===== Available data =====

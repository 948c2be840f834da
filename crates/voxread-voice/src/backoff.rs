//! Retry pacing for the unbounded recognition loop.
//!
//! Recognition never gives up: a reader who cannot be heard once must still be
//! heard eventually. Failed attempts are paced by two named tiers instead of a
//! retry ceiling.

use crate::error::SpeechError;
use std::time::Duration;

/// Named backoff tiers between recognition attempts.
#[derive(Debug, Clone)]
pub struct BackoffPolicy {
    /// Delay after a benign miss: no speech detected, or an aborted channel.
    pub retry_short: Duration,
    /// Delay after an engine or network failure.
    pub retry_long: Duration,
}

impl Default for BackoffPolicy {
    fn default() -> Self {
        Self {
            retry_short: Duration::from_millis(250),
            retry_long: Duration::from_millis(800),
        }
    }
}

impl BackoffPolicy {
    pub fn new(retry_short: Duration, retry_long: Duration) -> Self {
        Self {
            retry_short,
            retry_long,
        }
    }

    /// Tier for the next attempt after `error`.
    pub fn delay_for(&self, error: &SpeechError) -> Duration {
        if error.is_transient() {
            self.retry_short
        } else {
            self.retry_long
        }
    }
}

#[cfg(test)]
mod tests {
    use super::*;

    #[test]
    fn transient_errors_use_short_tier() {
        let policy = BackoffPolicy::default();
        assert_eq!(policy.delay_for(&SpeechError::NoSpeech), policy.retry_short);
        assert_eq!(policy.delay_for(&SpeechError::Aborted), policy.retry_short);
    }

    #[test]
    fn hard_errors_use_long_tier() {
        let policy = BackoffPolicy::default();
        let err = SpeechError::Recognition("engine offline".into());
        assert_eq!(policy.delay_for(&err), policy.retry_long);
    }
}
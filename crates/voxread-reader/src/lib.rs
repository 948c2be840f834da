//! # voxread-reader — the reading side of a voice-first document reader
//!
//! Chunks extracted document text into sentence-aligned speakable units,
//! tracks the playback cursor, and provides the local derived-text heuristics
//! (summary, simplification, key points, media description) that back the
//! digest collaborator when it is unavailable.

pub mod chunker;
pub mod digest;
pub mod document;

pub use chunker::{chunk_text, media_kind, split_sentences, DEFAULT_WORDS_PER_CHUNK};
pub use document::{Chunk, Document, ReadingCursor};
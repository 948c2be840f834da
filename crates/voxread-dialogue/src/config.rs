//! Engine configuration: an optional `voxread.toml` plus `VOXREAD_*`
//! environment overrides. Unset values fall back to the defaults below.

use serde::{Deserialize, Serialize};
use std::time::Duration;
use voxread_voice::BackoffPolicy;

fn default_words_per_chunk() -> usize {
    voxread_reader::DEFAULT_WORDS_PER_CHUNK
}

fn default_retry_short_ms() -> u64 {
    250
}

fn default_retry_long_ms() -> u64 {
    800
}

/// | Setting | Default | Description |
/// |---------|---------|-------------|
/// | VOXREAD_WORDS_PER_CHUNK | 80 | Word budget per spoken chunk. |
/// | VOXREAD_RETRY_SHORT_MS | 250 | Backoff after a benign recognition miss. |
/// | VOXREAD_RETRY_LONG_MS | 800 | Backoff after a recognition failure. |
/// | VOXREAD_API_BASE_URL | unset | Companion service for files and summaries. |
/// | VOXREAD_LIBRARY_ROOTS | home folders | Extra directories to scan for documents. |
#[derive(Debug, Clone, Serialize, Deserialize, PartialEq)]
pub struct EngineConfig {
    #[serde(default = "default_words_per_chunk")]
    pub words_per_chunk: usize,
    #[serde(default = "default_retry_short_ms")]
    pub retry_short_ms: u64,
    #[serde(default = "default_retry_long_ms")]
    pub retry_long_ms: u64,
    #[serde(default)]
    pub api_base_url: Option<String>,
    #[serde(default)]
    pub library_roots: Vec<String>,
}

impl Default for EngineConfig {
    fn default() -> Self {
        Self {
            words_per_chunk: default_words_per_chunk(),
            retry_short_ms: default_retry_short_ms(),
            retry_long_ms: default_retry_long_ms(),
            api_base_url: None,
            library_roots: Vec::new(),
        }
    }
}

impl EngineConfig {
    /// Load from `voxread.toml` (if present) and the environment.
    pub fn load() -> Result<Self, config::ConfigError> {
        config::Config::builder()
            .add_source(config::File::with_name("voxread").required(false))
            .add_source(config::Environment::with_prefix("VOXREAD"))
            .build()?
            .try_deserialize()
    }

    pub fn backoff(&self) -> BackoffPolicy {
        BackoffPolicy::new(
            Duration::from_millis(self.retry_short_ms),
            Duration::from_millis(self.retry_long_ms),
        )
    }
}

#[cfg(test)]
mod tests {
    use super::*;

    #[test]
    fn defaults_are_complete() {
        let cfg = EngineConfig::default();
        assert_eq!(cfg.words_per_chunk, 80);
        assert_eq!(cfg.backoff().retry_short, Duration::from_millis(250));
        assert_eq!(cfg.backoff().retry_long, Duration::from_millis(800));
        assert!(cfg.api_base_url.is_none());
    }

    #[test]
    fn empty_sources_deserialize_to_defaults() {
        let cfg: EngineConfig = config::Config::builder()
            .build()
            .unwrap()
            .try_deserialize()
            .unwrap();
        assert_eq!(cfg, EngineConfig::default());
    }
}
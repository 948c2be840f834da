//! Error types for the speech channel layer.

use thiserror::Error;

/// Result type alias for speech channel operations.
pub type VoiceResult<T> = Result<T, SpeechError>;

/// Errors reported by speech capabilities and the turn arbiter.
#[derive(Error, Debug, Clone, PartialEq, Eq)]
pub enum SpeechError {
    /// The recognition capability heard nothing before giving up on the attempt.
    #[error("no speech detected")]
    NoSpeech,

    /// The recognition attempt was aborted before producing a result.
    #[error("recognition aborted")]
    Aborted,

    /// Engine or network failure inside the recognition capability.
    #[error("recognition error: {0}")]
    Recognition(String),

    /// The synthesis capability failed to render an utterance.
    #[error("synthesis error: {0}")]
    Synthesis(String),

    /// The capability behind the channel is gone; no further attempt can succeed.
    /// Raised only when the embedding process is shutting the engine down.
    #[error("speech channel closed")]
    ChannelClosed,

    #[error("configuration error: {0}")]
    Config(String),
}

impl SpeechError {
    /// Transient misses retry on the short backoff tier; hard failures on the
    /// long tier. `ChannelClosed` is never retried.
    pub fn is_transient(&self) -> bool {
        matches!(self, SpeechError::NoSpeech | SpeechError::Aborted)
    }
}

=====

What is required.
From the records above, copy each line in which the string "serde" occurs.

Output below.
use serde::{Deserialize, Serialize};
    #[serde(default = "default_words_per_chunk")]
    #[serde(default = "default_retry_short_ms")]
    #[serde(default = "default_retry_long_ms")]
    #[serde(default)]
    #[serde(default)]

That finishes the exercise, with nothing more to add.